Enhanced migration of breast and lung cancer cells deficient for cN-II and CD73 via COX-2/PGE2/AKT axis regulation.

Abstract

Purine metabolism involves various intracellular and extracellular enzymes, including cN-II and CD73 that dephosphorylate intracellular and extracellular nucleoside monophosphates into their corresponding nucleosides. We conducted a study to better understand the biological roles of these enzymes in breast and lung cancer cells. We modified cN-II and/or CD73 expression in human breast cancer cells (MDA-MB-231), human lung cancer cells (NCI-H292) and murine breast cancer cells (4T1) using the CRISPR/Cas9 technique, and evaluated their impact on various cellular parameters such as proliferation, migration, invasion, intracellular nucleotide pools and nucleotide metabolism-related gene expression under extracellular nucleotide stress conditions.
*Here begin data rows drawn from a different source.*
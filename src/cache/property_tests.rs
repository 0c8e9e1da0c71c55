//! Property-Based Tests for Cache Module
//!
//! Uses proptest to check TTL, overwrite and statistics behaviour of the
//! cache store against a simulated clock.

use proptest::prelude::*;

use crate::cache::{KeyValueStore, Lookup};
use crate::test_support::{create_store, FAILED_TTL_MS, STORAGE_PREFIX, SUCCESS_TTL_MS};

// == Strategies ==
/// Generates item slugs
fn key_strategy() -> impl Strategy<Value = String> {
    "[a-z0-9-]{1,32}".prop_map(|s| s)
}

/// Generates lookup outcomes: a URL or a failure
fn outcome_strategy() -> impl Strategy<Value = Option<String>> {
    prop::option::of("https://cdn\\.example\\.com/[a-z0-9]{1,16}\\.jpg".prop_map(|s| s))
}

/// Generates a sequence of cache operations for testing
#[derive(Debug, Clone)]
enum CacheOp {
    Put { key: String, value: Option<String> },
    Get { key: String },
    Advance { ms: u64 },
}

fn cache_op_strategy() -> impl Strategy<Value = CacheOp> {
    prop_oneof![
        (key_strategy(), outcome_strategy()).prop_map(|(key, value)| CacheOp::Put { key, value }),
        key_strategy().prop_map(|key| CacheOp::Get { key }),
        (0u64..20_000).prop_map(|ms| CacheOp::Advance { ms }),
    ]
}

proptest! {
    #![proptest_config(ProptestConfig::with_cases(100))]

    // A value put and read back before its TTL elapses is returned unchanged.
    #[test]
    fn prop_roundtrip_before_ttl(
        key in key_strategy(),
        value in outcome_strategy(),
        elapsed in 0u64..FAILED_TTL_MS,
    ) {
        let (store, _, clock) = create_store();

        store.put(&key, value.clone());
        clock.advance_ms(elapsed);

        prop_assert_eq!(store.get(&key), Lookup::Hit(value));
    }

    // Validity depends only on the entry's class: failures age out at the
    // failed TTL, values at the success TTL.
    #[test]
    fn prop_ttl_asymmetry(
        key in key_strategy(),
        value in outcome_strategy(),
        elapsed in 0u64..(2 * SUCCESS_TTL_MS),
    ) {
        let (store, _, clock) = create_store();

        store.put(&key, value.clone());
        clock.advance_ms(elapsed);

        let ttl = if value.is_none() { FAILED_TTL_MS } else { SUCCESS_TTL_MS };
        if elapsed < ttl {
            prop_assert_eq!(store.get(&key), Lookup::Hit(value));
        } else {
            prop_assert_eq!(store.get(&key), Lookup::Miss);
        }
    }

    // The last write wins regardless of the previous entry's class.
    #[test]
    fn prop_overwrite_semantics(
        key in key_strategy(),
        first in outcome_strategy(),
        second in outcome_strategy(),
    ) {
        let (store, storage, _) = create_store();

        store.put(&key, first);
        store.put(&key, second.clone());

        prop_assert_eq!(store.get(&key), Lookup::Hit(second));
        prop_assert_eq!(storage.len(), 1);
    }

    // Arbitrary garbage in storage never surfaces as a hit.
    #[test]
    fn prop_garbage_is_miss(key in key_strategy(), garbage in "[a-z ]{0,64}") {
        let (store, storage, _) = create_store();
        storage.set(&format!("{STORAGE_PREFIX}{key}"), &garbage).unwrap();

        prop_assert_eq!(store.get(&key), Lookup::Miss);
    }

    // Every read is counted exactly once as a hit, negative hit or miss.
    #[test]
    fn prop_statistics_accuracy(ops in prop::collection::vec(cache_op_strategy(), 1..50)) {
        let (store, _, clock) = create_store();
        let mut expected_hits: u64 = 0;
        let mut expected_negative: u64 = 0;
        let mut expected_misses: u64 = 0;
        let mut expected_writes: u64 = 0;

        for op in ops {
            match op {
                CacheOp::Put { key, value } => {
                    store.put(&key, value);
                    expected_writes += 1;
                }
                CacheOp::Get { key } => match store.get(&key) {
                    Lookup::Hit(Some(_)) => expected_hits += 1,
                    Lookup::Hit(None) => expected_negative += 1,
                    Lookup::Miss => expected_misses += 1,
                },
                CacheOp::Advance { ms } => clock.advance_ms(ms),
            }
        }

        let stats = store.snapshot_stats();
        prop_assert_eq!(stats.hits, expected_hits, "Hits mismatch");
        prop_assert_eq!(stats.negative_hits, expected_negative, "Negative hits mismatch");
        prop_assert_eq!(stats.misses, expected_misses, "Misses mismatch");
        prop_assert_eq!(stats.writes, expected_writes, "Writes mismatch");
        prop_assert_eq!(stats.write_failures, 0);
    }
}
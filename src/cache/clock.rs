//! Clock Module
//!
//! Time source used to stamp and age cache entries.

use std::sync::atomic::{AtomicU64, Ordering};
use std::sync::Arc;

use chrono::Utc;

// == Clock ==
/// Source of the current Unix time in milliseconds.
pub trait Clock: Send + Sync + std::fmt::Debug {
    fn now_ms(&self) -> u64;
}

// == System Clock ==
/// Wall clock backed by chrono.
#[derive(Debug, Default, Clone, Copy)]
pub struct SystemClock;

impl Clock for SystemClock {
    fn now_ms(&self) -> u64 {
        Utc::now().timestamp_millis().max(0) as u64
    }
}

// == Manual Clock ==
/// Simulated clock that only moves when told to.
///
/// Cloning shares the underlying time, so a test can keep one handle and
/// hand another to the cache store.
#[derive(Debug, Default, Clone)]
pub struct ManualClock {
    now: Arc<AtomicU64>,
}

impl ManualClock {
    /// Creates a clock frozen at `start_ms`.
    pub fn new(start_ms: u64) -> Self {
        Self {
            now: Arc::new(AtomicU64::new(start_ms)),
        }
    }

    /// Moves the clock forward by `ms` milliseconds.
    pub fn advance_ms(&self, ms: u64) {
        self.now.fetch_add(ms, Ordering::SeqCst);
    }

    /// Moves the clock forward by `secs` seconds.
    pub fn advance_secs(&self, secs: u64) {
        self.advance_ms(secs * 1000);
    }
}

impl Clock for ManualClock {
    fn now_ms(&self) -> u64 {
        self.now.load(Ordering::SeqCst)
    }
}
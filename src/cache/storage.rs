//! Storage Module
//!
//! Pluggable key/value backing for the cache store. Hosts provide their own
//! session-scoped storage; `MemoryStore` covers tests and plain processes.

use std::collections::HashMap;
use std::sync::{Mutex, PoisonError};

use crate::error::{HydrateError, Result};

// == Key Value Store ==
/// Session-scoped string storage.
///
/// `set` may fail (quota, host restrictions); callers treat that as
/// "not cached" and move on.
pub trait KeyValueStore: Send + Sync {
    /// Returns the stored string for `name`, if any.
    fn get(&self, name: &str) -> Option<String>;

    /// Stores `value` under `name`, replacing any previous value.
    fn set(&self, name: &str, value: &str) -> Result<()>;

    /// Removes `name`. Removing a missing name is not an error.
    fn delete(&self, name: &str);
}

// == Memory Store ==
/// In-memory storage with an optional byte quota.
///
/// The quota counts name and value bytes, mirroring how browser session
/// storage accounts for its limit.
#[derive(Debug, Default)]
pub struct MemoryStore {
    items: Mutex<HashMap<String, String>>,
    quota: Option<usize>,
}

impl MemoryStore {
    // == Constructor ==
    /// Creates an unbounded store.
    pub fn new() -> Self {
        Self::default()
    }

    /// Creates a store that rejects writes beyond `quota` bytes.
    pub fn with_quota(quota: usize) -> Self {
        Self {
            items: Mutex::new(HashMap::new()),
            quota: Some(quota),
        }
    }

    // == Length ==
    /// Returns the number of stored names.
    pub fn len(&self) -> usize {
        self.lock().len()
    }

    // == Is Empty ==
    pub fn is_empty(&self) -> bool {
        self.lock().is_empty()
    }

    /// Returns the bytes currently accounted against the quota.
    pub fn used_bytes(&self) -> usize {
        self.lock().iter().map(|(k, v)| k.len() + v.len()).sum()
    }

    fn lock(&self) -> std::sync::MutexGuard<'_, HashMap<String, String>> {
        self.items.lock().unwrap_or_else(PoisonError::into_inner)
    }
}

impl KeyValueStore for MemoryStore {
    fn get(&self, name: &str) -> Option<String> {
        self.lock().get(name).cloned()
    }

    fn set(&self, name: &str, value: &str) -> Result<()> {
        let mut items = self.lock();

        if let Some(quota) = self.quota {
            // The replaced value no longer counts once overwritten.
            let used: usize = items
                .iter()
                .filter(|(k, _)| k.as_str() != name)
                .map(|(k, v)| k.len() + v.len())
                .sum();
            let requested = name.len() + value.len();
            if used + requested > quota {
                return Err(HydrateError::QuotaExceeded {
                    used,
                    requested,
                    quota,
                });
            }
        }

        items.insert(name.to_string(), value.to_string());
        Ok(())
    }

    fn delete(&self, name: &str) {
        self.lock().remove(name);
    }
}

// == Unit Tests ==
#[cfg(test)]
mod tests {
    use super::*;

    #[test]
    fn test_memory_store_set_get_delete() {
        let store = MemoryStore::new();

        store.set("a", "1").unwrap();
        assert_eq!(store.get("a").as_deref(), Some("1"));

        store.delete("a");
        assert!(store.get("a").is_none());
        assert!(store.is_empty());
    }

    #[test]
    fn test_delete_missing_is_noop() {
        let store = MemoryStore::new();
        store.delete("missing");
        assert_eq!(store.len(), 0);
    }

    #[test]
    fn test_quota_rejects_oversized_write() {
        let store = MemoryStore::with_quota(10);

        store.set("ab", "1234").unwrap();
        let result = store.set("cd", "12345");

        assert!(matches!(result, Err(HydrateError::QuotaExceeded { .. })));
        assert!(store.get("cd").is_none());
        assert_eq!(store.used_bytes(), 6);
    }

    #[test]
    fn test_quota_allows_overwrite_within_limit() {
        let store = MemoryStore::with_quota(10);

        store.set("ab", "12345678").unwrap();
        store.set("ab", "87654321").unwrap();

        assert_eq!(store.get("ab").as_deref(), Some("87654321"));
    }
}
Intracellular nucleotide contents were found to be altered in the modified cancer cell models both at their basal levels and after exposure to adenosine or AMP. Altered cN-II and CD73 levels were also found to be associated with cell migration and invasion alterations, involving TIMP-2, MMP-2 and MMP-9 expression, as well as alterations in the COX-2/PGE2/AKT pathway. Our results highlight new cell-specific roles of cN-II and CD73 in cancer cell biology and provide insight into their interactions with different intracellular pathways.